As New South Wales inevitably confronts the question of what becomes of our former mine sites is no longer academic. Across the Hunter and other regions, vast tracts of land previously dedicated to extraction are now nearing or at the end of their operational life. What happens next will define not just landscapes, but regional economies, investment pipelines, and community futures.

The good news? NSW is well-positioned to lead the nation in defining what successful post-mining land use looks like.

While mine closure has historically been treated as a compliance task focused on stabilising slopes, replanting vegetation, and ticking regulatory boxes, it is increasingly being recognised as an opportunity to reshape regions for the better. But realising that opportunity requires a shift in mindset, backed by a coherent policy framework and coordination across agencies and stakeholders.

From my experience advising on closure projects across Australia and internationally, I believe NSW’s path forward hinges on five strategic imperatives.

  1. Address the Residual Risk Barrier
  2. Define Post Mining Land Use at the start, not the end
  3. Coordinate the maze of Government Approvals
  4. Build on the strategic momentum already underway
  5. Learn from best practice across Australia and beyond.

1. Address the Residual Risk Barrier
The most persistent challenge in repurposing former mining land is the issue of residual risk. Even when a site is rehabilitated to meet regulatory requirements, uncertainty about long-term liabilities, such as tailings facilities, large dams, water quality in final voids, underground subsidence, or contamination. They can stall land handover indefinitely. This ambiguity deters both regulators and private investors.
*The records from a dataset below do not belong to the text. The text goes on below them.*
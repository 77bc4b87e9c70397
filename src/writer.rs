//! Dedicated writer task for outbound frames.
//!
//! All outbound traffic funnels through one task fed by an mpsc channel,
//! so concurrent callers never interleave partial frames on the wire and
//! no lock sits on the write path.
//!
//! ```text
//! Caller 1 ─┐
//! Caller 2 ─┼─► mpsc::Sender<Bytes> ─► Writer Task ─► Transport
//! Caller N ─┘
//! ```

use bytes::Bytes;
use tokio::io::{AsyncWrite, AsyncWriteExt};
use tokio::sync::mpsc;
use tokio::task::JoinHandle;

use crate::error::{PinwireError, Result};

/// Channel capacity for queued outbound frames.
///
/// The slot pool already bounds in-flight requests, so this only needs to
/// absorb short bursts.
const CHANNEL_CAPACITY: usize = 64;

/// Frames drained per wakeup before flushing.
const MAX_BATCH_SIZE: usize = 16;

/// Handle for sending encoded frames to the writer task.
///
/// Cheaply cloneable; shared by the correlator and any future responder.
#[derive(Clone)]
pub(crate) struct WriterHandle {
    tx: mpsc::Sender<Bytes>,
}

impl WriterHandle {
    /// Queue one encoded frame for transmission.
    pub async fn send(&self, frame: Bytes) -> Result<()> {
        self.tx
            .send(frame)
            .await
            .map_err(|_| PinwireError::ConnectionClosed)
    }
}

/// Spawn the writer task over the transport's write half.
pub(crate) fn spawn_writer_task<W>(writer: W) -> (WriterHandle, JoinHandle<Result<()>>)
where
    W: AsyncWrite + Unpin + Send + 'static,
{
    let (tx, rx) = mpsc::channel(CHANNEL_CAPACITY);
    let task = tokio::spawn(writer_loop(rx, writer));
    (WriterHandle { tx }, task)
}

/// Receive frames and write them out, batching whatever is already queued
/// into a single flush.
async fn writer_loop<W>(mut rx: mpsc::Receiver<Bytes>, mut writer: W) -> Result<()>
where
    W: AsyncWrite + Unpin,
{
    loop {
        let first = match rx.recv().await {
            Some(frame) => frame,
            // All handles dropped: clean shutdown.
            None => return Ok(()),
        };

        let mut batch = Vec::with_capacity(MAX_BATCH_SIZE);
        batch.push(first);
        while batch.len() < MAX_BATCH_SIZE {
            match rx.try_recv() {
                Ok(frame) => batch.push(frame),
                Err(_) => break,
            }
        }

        for frame in &batch {
            writer.write_all(frame).await?;
        }
        writer.flush().await?;
    }
}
NSW urgently needs a clear, proportionate framework to assess and manage these risks and, where appropriate, enable risk transfer mechanisms. Without this, many sites will remain in limbo, with potential unrealised.

2. Define Post-Mining Land Use at the Start, Not the End
A second, and often overlooked, challenge is the lack of early consensus on future land use. Too often, rehabilitation efforts are designed around technical parameters rather than a concrete vision for how land will be used post-mining. Is the goal agricultural productivity? Renewable energy generation? Biodiversity offsets? Community infrastructure?

Agreeing on this at the outset or during the operational phase of mining allows closure criteria to be tailored to real-world outcomes, streamlines approvals, and gives future users, whether developers, councils or the community, greater certainty. By achieving early approval for post mining land use enables the mining to partner with the developer and the “goal-posts” on hazards and risk are clearly defined. A pathway to approval certainty also makes investment attraction much easier.

3. Coordinate the Maze of Government Approvals
The complexity of the post-mining regulatory environment is well known. In NSW, responsibilities for closure touch at least a half-dozen agencies from Resources and Planning to the EPA and Water. With no single authority responsible for coordination, delays, duplication, and inconsistent advice are inevitable.

There is a strong case for a coordinating body perhaps a dedicated taskforce within a single Department with a clear remit to lead on post-mining land transition. This could include establishing a closure strategy review process at key planning and environmental assessment stages.

4. Build on Strategic Momentum Already Underway
NSW isn’t starting from scratch. The last 3-5 years has seen a material change in thinking and a real alignment to starting to strategically think about the post mining world. Not just by the miners, but by local governments, communities, think-tanks, Universities, now the wider community. For example, the Hunter Regional Plan 2041 explicitly addresses post-mining land use, highlighting the role of former mine sites in supporting energy transition and industrial innovation.

Meanwhile, the Hunter Joint Organisation (HJO) has developed a $20 million proposal to deliver:

  • Place-based mine closure strategies
  • A regional audit of mining lands and infrastructure
    \Master plans for legacy sites in Singleton, Muswellbrook, and Lake Macquarie

This local-regional alignment with state planning signals a shift in how mine closure is approached, not just as environmental remediation, but as part of long-term economic development.

5. Learn from Best Practice Across Australia and Beyond
WA and Queensland offer useful templates. In WA, closure planning must now include an agreed post-mining land use, while Queensland’s residual risk payment scheme (whilst not without its challenges) aims to offe a transparent way to manage liabilities after relinquishment. Canada and Germany also offer structured models for verification, transition governance, and post-closure funding.

NSW can adapt these lessons, but also improve upon them by ensuring local governments, mining companies and private developers are part of the planning conversation from the outset.

Post-mining land use is not just about safe closure; it’s about successful transition. NSW has the vision, the groundwork, and the regional leadership to become the benchmark in this space. What’s needed now is execution.